--- Required work ---
Scan the entries below and report only how many lines contain "ParserGenerator".
---- Raw data
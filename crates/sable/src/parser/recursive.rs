//! # Backtracking Recursive Descent
//!
//! Top-down parsing without LL(1) restrictions.
//!
//! ## Overview
//!
//! Generation builds an LL-style prediction table but keeps every production
//! that could start with a given lookahead, trying them in declaration order
//! with full backtracking. Left recursion is tamed by a static analysis plus
//! a dynamic ban: the analyzer marks each production position through which
//! expansion could reproduce a same-or-lower-precedence production at the
//! same input offset, and descending through a marked position pushes a scope
//! that bans such candidates until the input advances. Within one
//! non-terminal, a later-declared production binds tighter; a leading
//! position admits only strictly tighter candidates while a trailing
//! position also admits equally tight ones, which is what makes
//! `E -> E + E | x` terminate with a right-nested tree.
//!
//! Backtracking revisits (non-terminal, offset) pairs constantly, so results
//! are memoized in a fixed-size direct-mapped cache keyed by offset and the
//! version of the innermost ban scope. All of this is per-run state carried
//! in an explicit parse instance; the generated parser itself is immutable
//! and reusable.


use hashbrown::{HashMap, HashSet};

use crate::grammar::{Grammar, Production};
use crate::intern::SymbolType;
use crate::parser::{GeneratorResult, ParseError, ParseOutcome, Parser, ParserGenerator};
use crate::symbol::Symbol;

const MEMO_SIZE: usize = 1024;

/// What a ban scope admits at its input offset.
#[derive(Debug, Clone, Copy, PartialEq, Eq)]
enum Rule {
    /// Unrestricted position; no scope is pushed.
    None,
    /// Leading position: only tighter-binding candidates.
    AllowGreaterPrecedence,
    /// Trailing position: equally tight candidates stay admissible, giving
    /// right-nested chains of one production.
    AllowGreaterOrEqualPrecedence,
}

/// Generator for the backtracking recursive-descent strategy. Never reports
/// conflicts: ambiguity is resolved by declaration order at parse time.
#[derive(Debug, Clone, Copy, Default)]
pub struct RecursiveDescentGenerator;

impl ParserGenerator for RecursiveDescentGenerator {
    fn generate(&self, grammar: &Grammar) -> GeneratorResult {
        GeneratorResult {
            conflicts: Vec::new(),
            warnings: Vec::new(),
            parser: Some(Box::new(RecursiveDescentParser::new(grammar))),
        }
    }
}

struct RecursiveDescentParser {
    start: SymbolType,
    productions: Vec<Production>,
    /// token type -> non-terminal -> candidate production indices, in
    /// declaration order.
    prediction: HashMap<SymbolType, HashMap<SymbolType, Vec<u32>>>,
    /// Per production, per right-hand-side position: the ban rule, or
    /// [`Rule::None`] where descent needs no scope.
    rules: Vec<Vec<Rule>>,
}

impl RecursiveDescentParser {
    fn new(grammar: &Grammar) -> Self {
        let nff = grammar.nff();
        let mut prediction: HashMap<SymbolType, HashMap<SymbolType, Vec<u32>>> = HashMap::new();
        let mut add = |token: SymbolType, lhs: SymbolType, index: u32| {
            let candidates = prediction
                .entry(token)
                .or_default()
                .entry(lhs)
                .or_default();
            if !candidates.contains(&index) {
                candidates.push(index);
            }
        };

        for (index, production) in grammar.productions().iter().enumerate() {
            let index = index as u32;
            if production.rhs().is_empty() {
                // deriving nothing is an option under any lookahead
                for &token in grammar.terminal_types() {
                    add(token, production.lhs(), index);
                }
                continue;
            }
            for token in nff.first_of_sequence(production.rhs()) {
                add(token, production.lhs(), index);
            }
            if nff.all_nullable(production.rhs()) {
                for &token in nff.follow(production.lhs()) {
                    add(token, production.lhs(), index);
                }
            }
        }

        Self {
            start: grammar.start_symbol(),
            productions: grammar.productions().to_vec(),
            prediction,
            rules: analyze(grammar),
        }
    }

    /// Whether `current` may be attempted under a scope pushed for `other`.
    /// Later declaration means tighter binding; renames are transparent, and
    /// the comparison only applies within one non-terminal, the only place
    /// declaration order ranks anything.
    fn allow(&self, current: u32, rule: Rule, other: u32) -> bool {
        let current_production = &self.productions[current as usize];
        if current_production.is_rename() {
            return true;
        }
        if current_production.lhs() != self.productions[other as usize].lhs() {
            return true;
        }
        match rule {
            Rule::AllowGreaterPrecedence => current > other,
            Rule::AllowGreaterOrEqualPrecedence => current >= other,
            Rule::None => true,
        }
    }
}

/// Computes the per-position ban rules. A position needs one exactly when it
/// is leading or trailing (reachable through the nullable prefix or suffix)
/// and expanding it can reproduce a production that does not bind tighter
/// than the one being analyzed.
fn analyze(grammar: &Grammar) -> Vec<Vec<Rule>> {
    let nff = grammar.nff();
    let productions = grammar.productions();
    let mut initial_cache: HashMap<SymbolType, HashSet<u32>> = HashMap::new();
    let mut rules = Vec::with_capacity(productions.len());

    for (index, production) in productions.iter().enumerate() {
        let mut position_rules = vec![Rule::None; production.rhs().len()];
        if production.is_rename() {
            rules.push(position_rules);
            continue;
        }

        let (leading, trailing) = boundary_positions(production, nff);
        for (i, &child) in production.rhs().iter().enumerate() {
            if !leading[i] && !trailing[i] {
                continue;
            }
            let initial = initial_cache.entry(child).or_insert_with(|| {
                let mut set = HashSet::new();
                gather_initial(grammar, child, &mut set);
                set
            });
            for &other in initial.iter() {
                if productions[other as usize].is_rename() {
                    continue;
                }
                if leading[i] {
                    if other <= index as u32 {
                        position_rules[i] = Rule::AllowGreaterPrecedence;
                        break;
                    }
                } else if other < index as u32 {
                    position_rules[i] = Rule::AllowGreaterOrEqualPrecedence;
                    break;
                }
            }
        }
        rules.push(position_rules);
    }
    rules
}

/// Marks the positions reachable as the first or last consumed symbol:
/// the nullable prefix plus the first non-nullable symbol, and symmetrically
/// from the end.
fn boundary_positions(
    production: &Production,
    nff: &crate::grammar::NullableFirstFollow,
) -> (Vec<bool>, Vec<bool>) {
    let rhs = production.rhs();
    let mut leading = vec![false; rhs.len()];
    for (i, &ty) in rhs.iter().enumerate() {
        leading[i] = true;
        if !nff.is_nullable(ty) {
            break;
        }
    }
    let mut trailing = vec![false; rhs.len()];
    for (i, &ty) in rhs.iter().enumerate().rev() {
        trailing[i] = true;
        if !nff.is_nullable(ty) {
            break;
        }
    }
    (leading, trailing)
}

/// Productions reachable as the first expansion step of `ty`, descending
/// through nullable prefixes.
fn gather_initial(grammar: &Grammar, ty: SymbolType, result: &mut HashSet<u32>) {
    if ty.is_terminal() {
        return;
    }
    for &index in grammar.productions_for(ty) {
        if !result.insert(index as u32) {
            // this non-terminal's expansions were already gathered
            return;
        }
        for &child in grammar.production(index).rhs() {
            gather_initial(grammar, child, result);
            if !grammar.nff().is_nullable(child) {
                break;
            }
        }
    }
}

/// One active ban: descending through a marked position of `production`
/// at `token_index`.
#[derive(Debug, Clone, Copy)]
struct Scope {
    token_index: usize,
    production: u32,
    rule: Rule,
    version: u32,
}

/// The scope stack, with slot reuse: the version only advances when a slot's
/// content actually changes, so identical re-descents during backtracking
/// keep their memo entries valid.
#[derive(Debug, Default)]
struct ScopeStack {
    slots: Vec<Scope>,
    depth: usize,
    version: u32,
}

impl ScopeStack {
    fn push(&mut self, token_index: usize, production: u32, rule: Rule) {
        if self.depth == self.slots.len() {
            self.slots.push(Scope {
                token_index: usize::MAX,
                production: u32::MAX,
                rule: Rule::None,
                version: 0,
            });
        }
        let slot = &mut self.slots[self.depth];
        if slot.token_index != token_index || slot.production != production || slot.rule != rule {
            self.version += 1;
            slot.version = self.version;
        }
        slot.token_index = token_index;
        slot.production = production;
        slot.rule = rule;
        self.depth += 1;
    }

    fn pop(&mut self) {
        self.depth -= 1;
    }

    fn active(&self) -> &[Scope] {
        &self.slots[..self.depth]
    }

    /// The memo key component identifying the current ban context.
    fn cache_version(&self) -> u32 {
        self.active().last().map_or(0, |scope| scope.version)
    }
}

#[derive(Debug, Clone)]
struct MemoEntry {
    ty: SymbolType,
    token_index: usize,
    version: u32,
    /// `None` records a failed derivation; failures are worth caching too.
    result: Option<Symbol>,
    next_index: usize,
}

/// Fixed-size direct-mapped memo; collisions simply overwrite.
struct Memo {
    entries: Vec<Option<MemoEntry>>,
    hasher: ahash::RandomState,
}

impl Memo {
    fn new() -> Self {
        Self {
            entries: vec![None; MEMO_SIZE],
            hasher: ahash::RandomState::new(),
        }
    }

    fn slot(&self, ty: SymbolType, token_index: usize, version: u32) -> usize {
        self.hasher.hash_one((ty, token_index, version)) as usize & (MEMO_SIZE - 1)
    }

    fn get(&self, ty: SymbolType, token_index: usize, version: u32) -> Option<&MemoEntry> {
        let entry = self.entries[self.slot(ty, token_index, version)].as_ref()?;
        (entry.ty == ty && entry.token_index == token_index && entry.version == version)
            .then_some(entry)
    }

    fn put(
        &mut self,
        ty: SymbolType,
        token_index: usize,
        version: u32,
        result: Option<Symbol>,
        next_index: usize,
    ) {
        let slot = self.slot(ty, token_index, version);
        self.entries[slot] = Some(MemoEntry {
            ty,
            token_index,
            version,
            result,
            next_index,
        });
    }
}

/// Per-run mutable state; built fresh for every [`Parser::parse`] call.
struct Instance<'p> {
    parser: &'p RecursiveDescentParser,
    tokens: Vec<Symbol>,
    position: usize,
    scopes: ScopeStack,
    memo: Memo,
}

impl Instance<'_> {
    fn try_parse(&mut self, ty: SymbolType) -> Option<Symbol> {
        let start = self.position;
        let version = self.scopes.cache_version();
        if let Some(entry) = self.memo.get(ty, start, version) {
            self.position = entry.next_index;
            return entry.result.clone();
        }

        let parser = self.parser;
        let token = self.tokens.get(start)?;
        let candidates: &[u32] = parser
            .prediction
            .get(&token.ty())
            .and_then(|by_lhs| by_lhs.get(&ty))
            .map_or(&[], Vec::as_slice);

        for &index in candidates {
            if !self.allowed(index, start) {
                continue;
            }
            match self.try_production(index) {
                Some(parsed) => {
                    self.memo
                        .put(ty, start, version, Some(parsed.clone()), self.position);
                    return Some(parsed);
                }
                None => self.position = start,
            }
        }

        self.memo.put(ty, start, version, None, start);
        None
    }

    fn try_production(&mut self, index: u32) -> Option<Symbol> {
        let parser = self.parser;
        let production = &parser.productions[index as usize];
        let rules = &parser.rules[index as usize];

        let mut children = Vec::with_capacity(production.rhs().len());
        for (i, &child) in production.rhs().iter().enumerate() {
            if child.is_terminal() {
                let token = self.tokens.get(self.position)?;
                if token.ty() != child {
                    return None;
                }
                children.push(token.clone());
                self.position += 1;
            } else {
                let rule = rules[i];
                let scoped = rule != Rule::None;
                if scoped {
                    self.scopes.push(self.position, index, rule);
                }
                let parsed = self.try_parse(child);
                if scoped {
                    self.scopes.pop();
                }
                children.push(parsed?);
            }
        }
        Some(Symbol::node(production.lhs(), children))
    }

    /// A candidate is banned if any enclosing scope at the same input offset
    /// disallows it.
    fn allowed(&self, production: u32, token_index: usize) -> bool {
        for scope in self.scopes.active().iter().rev() {
            if scope.token_index != token_index {
                break;
            }
            if !self.parser.allow(production, scope.rule, scope.production) {
                return false;
            }
        }
        true
    }
}

impl Parser for RecursiveDescentParser {
    fn parse(&self, tokens: &mut dyn Iterator<Item = Symbol>) -> ParseOutcome {
        let mut instance = Instance {
            parser: self,
            tokens: tokens.collect(),
            position: 0,
            scopes: ScopeStack::default(),
            memo: Memo::new(),
        };
        match instance.try_parse(self.start) {
            Some(tree) => ParseOutcome::success(tree),
            None => ParseOutcome::failure(vec![ParseError::NoDerivation {
                start: self.start.to_string(),
            }]),
        }
    }
}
--------
--- Solved problem ---
2